-- MATERIAL FOR THIS TASK follows --

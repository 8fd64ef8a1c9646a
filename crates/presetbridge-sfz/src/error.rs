use std::io;

use thiserror::Error;

/// Errors raised while reading SFZ text.
///
/// Unknown opcodes and unsupported sections are not errors here; the reader
/// skips them with a warning and leaves the rest to the converter.
#[derive(Error, Debug)]
pub enum Error {
    #[error("IO error: {0}")]
    IO(#[from] io::Error),

    /// An opcode value that does not read as the expected kind, e.g. `lokey=foo`
    #[error("'{value}' is not a valid {expected}")]
    InvalidValue { value: String, expected: &'static str },

    /// Malformed header or opcode, with 1-based position
    #[error("Failed to parse SFZ at line {line}, column {column}: {message}")]
    ParseAt {
        line: usize,
        column: usize,
        message: String,
    },
}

-- MATERIAL FOR THIS TASK concluded --

### PROBLEM REQUIREMENTS
Each entry above is to be copied out exactly.

### WRITTEN RESPONSE
repository 8fd64ef8a1c9646a
filename crates/presetbridge-sfz/src/error.rs
use std::io;

use thiserror::Error;

/// Errors raised while reading SFZ text.
///
/// Unknown opcodes and unsupported sections are not errors here; the reader
/// skips them with a warning and leaves the rest to the converter.
#[derive(Error, Debug)]
pub enum Error {
    #[error("IO error: {0}")]
    IO(#[from] io::Error),

    /// An opcode value that does not read as the expected kind, e.g. `lokey=foo`
    #[error("'{value}' is not a valid {expected}")]
    InvalidValue { value: String, expected: &'static str },

    /// Malformed header or opcode, with 1-based position
    #[error("Failed to parse SFZ at line {line}, column {column}: {message}")]
    ParseAt {
        line: usize,
        column: usize,
        message: String,
    },
}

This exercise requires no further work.